> [WHAT IS BEING ASKED]: Please copy, character for character, each line from the beginning of the listing to the line containing "Lifecycle of a", including both.

> [AVAILABLE RECORDS]:
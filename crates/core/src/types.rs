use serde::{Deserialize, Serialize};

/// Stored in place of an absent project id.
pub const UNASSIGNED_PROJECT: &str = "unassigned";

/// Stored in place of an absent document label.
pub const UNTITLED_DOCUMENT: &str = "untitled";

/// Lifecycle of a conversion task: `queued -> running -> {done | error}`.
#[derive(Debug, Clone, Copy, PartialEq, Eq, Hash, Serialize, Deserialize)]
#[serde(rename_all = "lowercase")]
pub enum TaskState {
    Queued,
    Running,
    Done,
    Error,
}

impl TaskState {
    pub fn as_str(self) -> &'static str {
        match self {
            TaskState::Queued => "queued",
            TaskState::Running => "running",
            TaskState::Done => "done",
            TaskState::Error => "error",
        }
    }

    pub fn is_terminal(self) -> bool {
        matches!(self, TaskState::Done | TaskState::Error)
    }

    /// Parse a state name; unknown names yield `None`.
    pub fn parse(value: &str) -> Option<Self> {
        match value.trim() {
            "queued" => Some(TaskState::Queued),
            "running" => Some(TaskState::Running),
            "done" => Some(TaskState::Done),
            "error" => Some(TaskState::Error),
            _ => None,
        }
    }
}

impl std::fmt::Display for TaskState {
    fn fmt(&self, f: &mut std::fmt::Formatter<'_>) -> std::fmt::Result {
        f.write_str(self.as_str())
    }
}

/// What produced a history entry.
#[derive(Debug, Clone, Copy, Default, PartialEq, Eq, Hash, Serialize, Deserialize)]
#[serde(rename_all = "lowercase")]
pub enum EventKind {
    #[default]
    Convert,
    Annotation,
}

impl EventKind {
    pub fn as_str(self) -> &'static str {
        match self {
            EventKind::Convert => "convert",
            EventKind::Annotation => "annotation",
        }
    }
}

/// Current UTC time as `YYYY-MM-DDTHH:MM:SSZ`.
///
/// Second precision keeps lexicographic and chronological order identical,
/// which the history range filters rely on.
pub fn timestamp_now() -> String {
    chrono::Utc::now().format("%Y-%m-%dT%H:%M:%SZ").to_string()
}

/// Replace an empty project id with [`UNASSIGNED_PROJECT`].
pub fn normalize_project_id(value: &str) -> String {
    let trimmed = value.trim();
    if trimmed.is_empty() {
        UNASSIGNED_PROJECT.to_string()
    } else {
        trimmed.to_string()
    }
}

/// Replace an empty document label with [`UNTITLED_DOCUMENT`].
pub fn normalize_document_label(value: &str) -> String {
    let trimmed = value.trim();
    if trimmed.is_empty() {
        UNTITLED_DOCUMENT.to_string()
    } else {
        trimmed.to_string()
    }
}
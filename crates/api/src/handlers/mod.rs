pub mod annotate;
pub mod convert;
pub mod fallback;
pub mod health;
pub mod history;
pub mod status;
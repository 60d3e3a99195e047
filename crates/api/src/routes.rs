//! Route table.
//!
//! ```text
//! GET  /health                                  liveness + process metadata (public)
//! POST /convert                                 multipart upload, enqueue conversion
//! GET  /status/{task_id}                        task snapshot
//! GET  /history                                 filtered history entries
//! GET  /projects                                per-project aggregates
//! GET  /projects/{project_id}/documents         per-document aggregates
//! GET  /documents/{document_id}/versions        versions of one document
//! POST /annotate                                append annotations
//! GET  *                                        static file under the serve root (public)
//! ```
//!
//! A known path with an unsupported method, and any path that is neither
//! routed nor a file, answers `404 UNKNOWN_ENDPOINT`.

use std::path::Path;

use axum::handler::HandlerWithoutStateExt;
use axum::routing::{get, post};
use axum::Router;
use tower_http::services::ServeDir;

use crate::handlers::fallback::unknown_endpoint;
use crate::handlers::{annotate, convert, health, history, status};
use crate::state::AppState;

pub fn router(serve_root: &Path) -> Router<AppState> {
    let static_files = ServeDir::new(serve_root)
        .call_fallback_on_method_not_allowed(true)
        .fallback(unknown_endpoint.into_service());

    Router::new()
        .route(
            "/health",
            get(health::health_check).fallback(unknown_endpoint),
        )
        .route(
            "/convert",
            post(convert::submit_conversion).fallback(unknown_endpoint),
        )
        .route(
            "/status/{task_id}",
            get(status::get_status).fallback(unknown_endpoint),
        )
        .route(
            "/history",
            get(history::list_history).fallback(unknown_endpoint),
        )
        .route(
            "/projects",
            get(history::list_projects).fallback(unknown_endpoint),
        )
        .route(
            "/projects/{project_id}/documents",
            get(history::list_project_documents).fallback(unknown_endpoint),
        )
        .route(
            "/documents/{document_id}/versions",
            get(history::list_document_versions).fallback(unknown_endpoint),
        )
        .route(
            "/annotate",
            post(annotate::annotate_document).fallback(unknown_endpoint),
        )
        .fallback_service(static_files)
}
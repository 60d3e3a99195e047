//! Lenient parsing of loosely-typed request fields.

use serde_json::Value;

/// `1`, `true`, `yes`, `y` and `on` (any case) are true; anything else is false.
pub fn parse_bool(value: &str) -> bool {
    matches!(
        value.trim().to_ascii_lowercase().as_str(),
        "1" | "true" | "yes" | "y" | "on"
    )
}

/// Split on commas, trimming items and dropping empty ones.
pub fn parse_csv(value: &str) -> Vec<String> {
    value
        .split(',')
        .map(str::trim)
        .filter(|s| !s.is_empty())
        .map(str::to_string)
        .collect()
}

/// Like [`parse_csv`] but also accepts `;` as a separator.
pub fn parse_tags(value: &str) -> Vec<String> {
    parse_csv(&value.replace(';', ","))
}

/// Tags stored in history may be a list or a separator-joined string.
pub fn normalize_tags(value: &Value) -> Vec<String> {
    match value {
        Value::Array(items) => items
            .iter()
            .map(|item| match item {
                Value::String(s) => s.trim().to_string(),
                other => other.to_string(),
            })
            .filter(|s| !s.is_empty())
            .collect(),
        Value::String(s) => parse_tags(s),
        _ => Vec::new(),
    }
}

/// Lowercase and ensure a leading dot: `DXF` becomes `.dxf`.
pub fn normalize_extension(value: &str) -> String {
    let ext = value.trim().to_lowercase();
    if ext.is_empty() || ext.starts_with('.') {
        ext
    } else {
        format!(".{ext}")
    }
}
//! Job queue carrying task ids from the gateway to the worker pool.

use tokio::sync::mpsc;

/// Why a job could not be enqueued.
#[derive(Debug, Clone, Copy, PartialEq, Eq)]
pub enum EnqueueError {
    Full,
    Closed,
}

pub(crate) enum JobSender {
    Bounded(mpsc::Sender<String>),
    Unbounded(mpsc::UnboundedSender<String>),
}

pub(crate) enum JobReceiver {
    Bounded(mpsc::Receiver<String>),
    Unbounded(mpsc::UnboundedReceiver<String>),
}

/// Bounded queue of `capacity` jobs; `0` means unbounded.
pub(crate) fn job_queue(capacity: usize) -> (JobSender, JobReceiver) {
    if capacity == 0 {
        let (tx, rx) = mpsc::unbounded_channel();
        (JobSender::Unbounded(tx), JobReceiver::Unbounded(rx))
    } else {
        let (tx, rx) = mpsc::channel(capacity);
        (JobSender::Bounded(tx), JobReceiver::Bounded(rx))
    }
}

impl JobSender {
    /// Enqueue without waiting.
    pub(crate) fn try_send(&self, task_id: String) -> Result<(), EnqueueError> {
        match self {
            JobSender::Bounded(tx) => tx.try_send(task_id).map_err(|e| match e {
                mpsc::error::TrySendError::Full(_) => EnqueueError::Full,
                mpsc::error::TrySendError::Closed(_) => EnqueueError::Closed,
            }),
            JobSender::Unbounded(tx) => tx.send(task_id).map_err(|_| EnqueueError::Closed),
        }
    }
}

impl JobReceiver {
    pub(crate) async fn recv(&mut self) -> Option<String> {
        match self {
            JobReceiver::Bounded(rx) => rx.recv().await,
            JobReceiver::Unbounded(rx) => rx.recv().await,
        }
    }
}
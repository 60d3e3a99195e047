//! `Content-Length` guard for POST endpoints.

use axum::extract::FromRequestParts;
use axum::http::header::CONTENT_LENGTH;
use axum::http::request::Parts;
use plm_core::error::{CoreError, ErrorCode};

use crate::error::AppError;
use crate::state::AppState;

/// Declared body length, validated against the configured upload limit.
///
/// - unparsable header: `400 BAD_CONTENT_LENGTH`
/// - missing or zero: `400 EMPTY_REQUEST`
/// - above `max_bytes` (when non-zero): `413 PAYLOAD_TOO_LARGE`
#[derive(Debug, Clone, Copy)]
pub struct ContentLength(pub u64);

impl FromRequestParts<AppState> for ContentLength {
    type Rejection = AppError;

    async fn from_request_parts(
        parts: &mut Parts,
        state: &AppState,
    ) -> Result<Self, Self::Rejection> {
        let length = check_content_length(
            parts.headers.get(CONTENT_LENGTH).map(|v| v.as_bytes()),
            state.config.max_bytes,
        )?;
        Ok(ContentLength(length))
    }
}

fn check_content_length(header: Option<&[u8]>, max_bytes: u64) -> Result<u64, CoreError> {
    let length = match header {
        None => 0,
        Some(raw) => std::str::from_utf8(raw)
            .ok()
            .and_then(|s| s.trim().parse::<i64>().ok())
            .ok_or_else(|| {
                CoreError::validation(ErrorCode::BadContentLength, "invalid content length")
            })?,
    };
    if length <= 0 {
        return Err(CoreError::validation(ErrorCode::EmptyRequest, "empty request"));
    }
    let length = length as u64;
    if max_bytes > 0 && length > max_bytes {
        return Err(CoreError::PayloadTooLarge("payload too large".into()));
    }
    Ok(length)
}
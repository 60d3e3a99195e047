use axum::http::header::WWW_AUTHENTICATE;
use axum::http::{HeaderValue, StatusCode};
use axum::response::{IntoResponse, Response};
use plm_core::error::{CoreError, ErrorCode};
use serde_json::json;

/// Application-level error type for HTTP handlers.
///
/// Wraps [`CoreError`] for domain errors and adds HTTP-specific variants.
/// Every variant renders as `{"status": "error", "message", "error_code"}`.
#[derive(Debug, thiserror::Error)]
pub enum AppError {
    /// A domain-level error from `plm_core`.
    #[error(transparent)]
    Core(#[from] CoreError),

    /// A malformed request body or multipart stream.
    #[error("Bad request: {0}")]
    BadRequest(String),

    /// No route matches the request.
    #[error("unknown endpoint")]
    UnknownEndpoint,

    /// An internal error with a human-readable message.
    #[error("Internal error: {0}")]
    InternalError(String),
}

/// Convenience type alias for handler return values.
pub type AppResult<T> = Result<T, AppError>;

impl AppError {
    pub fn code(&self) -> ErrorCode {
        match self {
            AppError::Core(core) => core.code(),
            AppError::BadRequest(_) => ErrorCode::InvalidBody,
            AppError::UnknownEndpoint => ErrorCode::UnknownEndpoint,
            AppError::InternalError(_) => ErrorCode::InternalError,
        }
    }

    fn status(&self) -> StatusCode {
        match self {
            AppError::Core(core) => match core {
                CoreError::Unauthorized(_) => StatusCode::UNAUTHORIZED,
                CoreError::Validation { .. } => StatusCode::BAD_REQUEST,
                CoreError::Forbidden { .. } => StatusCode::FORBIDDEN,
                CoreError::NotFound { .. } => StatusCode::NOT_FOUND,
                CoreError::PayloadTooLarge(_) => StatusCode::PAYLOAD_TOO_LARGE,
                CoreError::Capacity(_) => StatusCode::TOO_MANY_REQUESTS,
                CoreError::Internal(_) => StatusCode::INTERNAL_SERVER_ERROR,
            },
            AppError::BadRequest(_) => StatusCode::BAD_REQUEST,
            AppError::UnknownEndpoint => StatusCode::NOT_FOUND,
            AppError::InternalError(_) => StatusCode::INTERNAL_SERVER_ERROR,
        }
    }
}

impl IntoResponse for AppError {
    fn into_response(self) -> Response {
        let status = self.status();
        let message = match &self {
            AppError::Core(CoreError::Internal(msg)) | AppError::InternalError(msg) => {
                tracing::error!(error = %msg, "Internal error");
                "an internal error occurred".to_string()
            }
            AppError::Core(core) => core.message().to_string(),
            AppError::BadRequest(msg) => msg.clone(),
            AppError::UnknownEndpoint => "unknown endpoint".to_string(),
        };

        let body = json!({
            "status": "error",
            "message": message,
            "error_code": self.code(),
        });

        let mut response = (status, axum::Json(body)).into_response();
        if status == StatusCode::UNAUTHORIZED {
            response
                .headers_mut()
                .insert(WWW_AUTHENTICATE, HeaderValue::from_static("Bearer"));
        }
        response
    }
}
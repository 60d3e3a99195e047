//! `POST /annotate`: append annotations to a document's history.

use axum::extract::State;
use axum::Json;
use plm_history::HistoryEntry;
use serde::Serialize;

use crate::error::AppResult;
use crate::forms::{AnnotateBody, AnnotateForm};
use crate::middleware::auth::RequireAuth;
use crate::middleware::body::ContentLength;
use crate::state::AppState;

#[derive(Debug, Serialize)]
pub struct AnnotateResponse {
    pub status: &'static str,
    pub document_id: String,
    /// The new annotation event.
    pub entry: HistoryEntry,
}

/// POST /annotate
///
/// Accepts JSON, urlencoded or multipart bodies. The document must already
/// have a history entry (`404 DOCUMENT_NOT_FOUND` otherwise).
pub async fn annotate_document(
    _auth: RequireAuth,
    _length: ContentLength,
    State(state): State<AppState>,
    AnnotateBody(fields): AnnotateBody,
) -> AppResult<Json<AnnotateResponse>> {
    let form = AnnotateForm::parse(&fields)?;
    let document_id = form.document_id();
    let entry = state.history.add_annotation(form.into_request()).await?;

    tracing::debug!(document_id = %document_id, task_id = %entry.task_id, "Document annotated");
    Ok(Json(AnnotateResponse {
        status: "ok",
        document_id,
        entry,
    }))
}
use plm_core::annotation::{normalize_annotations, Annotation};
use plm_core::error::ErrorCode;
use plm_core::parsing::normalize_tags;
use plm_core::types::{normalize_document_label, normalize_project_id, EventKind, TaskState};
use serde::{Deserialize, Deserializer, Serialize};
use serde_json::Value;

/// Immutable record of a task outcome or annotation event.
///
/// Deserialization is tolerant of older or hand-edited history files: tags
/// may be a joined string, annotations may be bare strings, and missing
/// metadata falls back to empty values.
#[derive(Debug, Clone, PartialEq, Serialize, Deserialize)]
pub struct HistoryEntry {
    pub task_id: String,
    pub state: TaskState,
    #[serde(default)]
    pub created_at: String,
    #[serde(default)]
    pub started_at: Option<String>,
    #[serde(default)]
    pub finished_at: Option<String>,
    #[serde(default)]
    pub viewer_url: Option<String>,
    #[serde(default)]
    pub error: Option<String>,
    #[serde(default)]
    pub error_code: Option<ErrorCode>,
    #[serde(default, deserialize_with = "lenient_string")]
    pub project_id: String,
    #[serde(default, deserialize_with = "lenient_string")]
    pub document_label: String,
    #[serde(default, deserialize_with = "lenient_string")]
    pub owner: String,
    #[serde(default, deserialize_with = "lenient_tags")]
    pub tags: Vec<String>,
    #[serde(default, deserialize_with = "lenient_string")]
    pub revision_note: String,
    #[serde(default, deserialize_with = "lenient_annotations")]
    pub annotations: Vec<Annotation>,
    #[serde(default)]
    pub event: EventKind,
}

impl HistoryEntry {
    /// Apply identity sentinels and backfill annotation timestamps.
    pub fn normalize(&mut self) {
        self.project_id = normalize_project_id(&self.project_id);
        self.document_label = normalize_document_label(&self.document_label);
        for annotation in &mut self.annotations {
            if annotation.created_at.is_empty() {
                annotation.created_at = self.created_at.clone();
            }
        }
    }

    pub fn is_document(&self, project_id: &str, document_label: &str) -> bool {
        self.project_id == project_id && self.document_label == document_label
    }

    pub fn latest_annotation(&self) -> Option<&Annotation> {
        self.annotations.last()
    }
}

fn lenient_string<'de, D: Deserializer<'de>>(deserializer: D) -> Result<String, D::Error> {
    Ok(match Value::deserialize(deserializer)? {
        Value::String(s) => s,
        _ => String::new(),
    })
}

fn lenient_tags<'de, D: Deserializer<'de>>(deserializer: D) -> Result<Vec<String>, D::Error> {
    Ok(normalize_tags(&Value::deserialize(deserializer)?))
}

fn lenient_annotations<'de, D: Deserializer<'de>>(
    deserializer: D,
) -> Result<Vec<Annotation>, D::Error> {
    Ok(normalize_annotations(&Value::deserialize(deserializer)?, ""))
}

> [ANSWER TO THIS TASK]:
filename crates/core/src/types.rs
use serde::{Deserialize, Serialize};

/// Stored in place of an absent project id.
pub const UNASSIGNED_PROJECT: &str = "unassigned";

/// Stored in place of an absent document label.
pub const UNTITLED_DOCUMENT: &str = "untitled";

/// Lifecycle of a conversion task: `queued -> running -> {done | error}`.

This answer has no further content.